В маленьких городах, например в Полтаве, были созданы специальные железнодорожные тюрьмы. Вагоны с арестованными железнодорожниками отгонялись на боковые ветки. Дела этих людей были в ведении разъездных военных судов, которые колесили по всей стране.[148] Почти все арестованные были объявлены японскими шпионами. Причина заключается в том, что в 1935 году СССР передал Китайско-Восточную железную дорогу Японии. Советские железнодорожники, которые ее обслуживали, вернулись в СССР. Если не считать дипломатов, то они были, вероятно, единственными людьми, побывавшими за границей, то есть в высшей степени подозрительными элементами. Вместе с семьями их насчитывалось около 40 тысяч. Они, как утверждалось, растеклись по разным железнодорожным линиям и занялись вербовкой своих коллег в японскую разведку.
ОБРАБОТКА
Арестованный, будь он военным или представителем «бывшей» интеллигенции, украинцем или инженером, мог узнать из разговоров с другими заключенными, «какое дело ему пришьют». А это важно. На допросах НКВД придерживался такой практики: не говорить арестованному, в чем его обвиняют, дать ему возможность выработать самостоятельную версию. Если на первых допросах арестованный упрямился, ему, как правило, «помогали припомнить».

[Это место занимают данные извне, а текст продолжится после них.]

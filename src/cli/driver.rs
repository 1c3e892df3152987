//! Demo driver — random population, edge specs, and neighbor reports.

use rand::rngs::StdRng;
use rand::seq::SliceRandom;
use rand::{Rng, SeedableRng};
use serde::Serialize;

use crate::graph::{Graph, GraphBuilder};
use crate::types::{
    GraphError, GraphResult, DEFAULT_EDGE_ATTEMPTS, DEFAULT_MAX_WEIGHT, DEFAULT_MIN_WEIGHT,
    DEFAULT_POINT_COUNT,
};

/// The graph type the driver works with: named points, weighted edges.
pub type DemoGraph = Graph<String, u32>;

/// Parameters for random population.
#[derive(Debug, Clone, PartialEq, Eq)]
pub struct DemoParams {
    /// How many points to create.
    pub point_count: usize,
    /// How many times to try connecting a random point to a non-neighbor.
    pub edge_attempts: usize,
    /// Smallest weight (inclusive).
    pub min_weight: u32,
    /// Largest weight (exclusive).
    pub max_weight: u32,
    /// Seed for a reproducible graph; entropy when `None`.
    pub seed: Option<u64>,
}

impl Default for DemoParams {
    fn default() -> Self {
        Self {
            point_count: DEFAULT_POINT_COUNT,
            edge_attempts: DEFAULT_EDGE_ATTEMPTS,
            min_weight: DEFAULT_MIN_WEIGHT,
            max_weight: DEFAULT_MAX_WEIGHT,
            seed: None,
        }
    }
}

/// Name of the `index`-th demo point: `A`..`Z`, then `P26`, `P27`, ...
pub fn point_name(index: usize) -> String {
    if index < 26 {
        char::from(b'A' + index as u8).to_string()
    } else {
        format!("P{}", index)
    }
}

/// Build a random graph.
///
/// Each attempt picks a random point and connects it to a random point it
/// is not yet adjacent to. Attempts from a point already adjacent to every
/// other point are skipped, so the edge count may be below `edge_attempts`.
pub fn populate(params: &DemoParams) -> GraphResult<DemoGraph> {
    if params.min_weight >= params.max_weight {
        return Err(GraphError::InvalidArgument(format!(
            "empty weight range {}..{}",
            params.min_weight, params.max_weight
        )));
    }

    let mut rng = match params.seed {
        Some(seed) => StdRng::seed_from_u64(seed),
        None => StdRng::from_entropy(),
    };

    let names: Vec<String> = (0..params.point_count).map(point_name).collect();
    let mut graph = DemoGraph::with_capacity(names.len(), params.edge_attempts);
    for name in &names {
        graph.add_point(name.clone())?;
    }

    let mut skipped = 0usize;
    for _ in 0..params.edge_attempts {
        let Some(start) = names.choose(&mut rng) else {
            break;
        };
        let adjacent = graph.neighbors(start)?;
        let candidates: Vec<&String> = names
            .iter()
            .filter(|name| *name != start && !adjacent.contains(name))
            .collect();
        let Some(end) = candidates.choose(&mut rng).copied() else {
            skipped += 1;
            continue;
        };
        let weight = rng.gen_range(params.min_weight..params.max_weight);
        graph.add_edge(start, end, weight)?;
    }

    log::debug!(
        "Populated {} points and {} edges ({} attempts skipped)",
        graph.point_count(),
        graph.edge_count(),
        skipped
    );
    Ok(graph)
}

/// One item of a `build` command line.
#[derive(Debug, Clone, PartialEq, Eq)]
pub enum GraphSpec {
    /// A lone point: `A`.
    Point(String),
    /// A weighted edge: `A-B:10`.
    Edge {
        source: String,
        target: String,
        weight: u32,
    },
}

/// Parse `A` or `A-B:10`.
pub fn parse_spec(text: &str) -> GraphResult<GraphSpec> {
    let text = text.trim();
    let Some((ends, weight)) = text.split_once(':') else {
        if text.is_empty() || text.contains('-') {
            return Err(GraphError::InvalidArgument(format!(
                "expected a point name or SOURCE-TARGET:WEIGHT, got {:?}",
                text
            )));
        }
        return Ok(GraphSpec::Point(text.to_string()));
    };

    let (source, target) = ends.split_once('-').ok_or_else(|| {
        GraphError::InvalidArgument(format!("edge {:?} is missing '-' between endpoints", text))
    })?;
    let (source, target) = (source.trim(), target.trim());
    if source.is_empty() || target.is_empty() {
        return Err(GraphError::InvalidArgument(format!(
            "edge {:?} needs a non-empty source and target",
            text
        )));
    }
    if target.contains('-') {
        return Err(GraphError::InvalidArgument(format!(
            "edge {:?} has more than one '-', point names cannot contain '-'",
            text
        )));
    }
    let weight = weight.trim().parse::<u32>().map_err(|e| {
        GraphError::InvalidArgument(format!("edge {:?} has a bad weight: {}", text, e))
    })?;

    Ok(GraphSpec::Edge {
        source: source.to_string(),
        target: target.to_string(),
        weight,
    })
}

/// Build a graph from specs. Points named only by an edge are created
/// first, in order of appearance; naming a point twice is not an error.
pub fn build_from_specs(specs: &[GraphSpec]) -> GraphResult<DemoGraph> {
    let mut seen: Vec<&str> = Vec::new();
    let mut builder = GraphBuilder::new();
    for spec in specs {
        let names: Vec<&str> = match spec {
            GraphSpec::Point(name) => vec![name.as_str()],
            GraphSpec::Edge { source, target, .. } => vec![source.as_str(), target.as_str()],
        };
        for name in names {
            if !seen.contains(&name) {
                seen.push(name);
                builder.point(name.to_string());
            }
        }
    }
    for spec in specs {
        if let GraphSpec::Edge {
            source,
            target,
            weight,
        } = spec
        {
            builder.edge(source.clone(), target.clone(), *weight);
        }
    }
    builder.build()
}

/// A neighbor of a reported point and the edge payload toward it.
#[derive(Debug, Clone, PartialEq, Eq, Serialize)]
pub struct NeighborReport {
    pub neighbor: String,
    pub edge: Option<u32>,
}

/// A point with its neighbors, as printed by the CLI.
#[derive(Debug, Clone, PartialEq, Eq, Serialize)]
pub struct PointReport {
    pub point: String,
    pub degree: usize,
    pub neighbors: Vec<NeighborReport>,
}

/// Report every point (sorted by name) with its sorted neighbors and the
/// `get_edge` payload toward each.
pub fn report(graph: &DemoGraph) -> GraphResult<Vec<PointReport>> {
    let mut points: Vec<&String> = graph.points().into_iter().collect();
    points.sort();

    let mut reports = Vec::with_capacity(points.len());
    for point in points {
        let mut neighbors: Vec<&String> = graph.neighbors(point)?.into_iter().collect();
        neighbors.sort();
        let neighbors = neighbors
            .into_iter()
            .map(|neighbor| {
                Ok(NeighborReport {
                    neighbor: neighbor.clone(),
                    edge: graph.get_edge(point, neighbor)?.copied(),
                })
            })
            .collect::<GraphResult<Vec<_>>>()?;
        reports.push(PointReport {
            point: point.clone(),
            degree: graph.degree(point)?,
            neighbors,
        });
    }
    Ok(reports)
}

Статья 128 Уголовно-процессуального кодекса РСФСР гласила до 1961 года, что человеку, находящемуся под следствием, обвинение должно быть предъявлено не позднее чем через 48 часов после ареста. Это требование не соблюдалось. Более того, оно противоречило основному методу НКВД. Во многих случаях обвинение предъявлялось спустя несколько месяцев и даже лет. Или вообще никогда.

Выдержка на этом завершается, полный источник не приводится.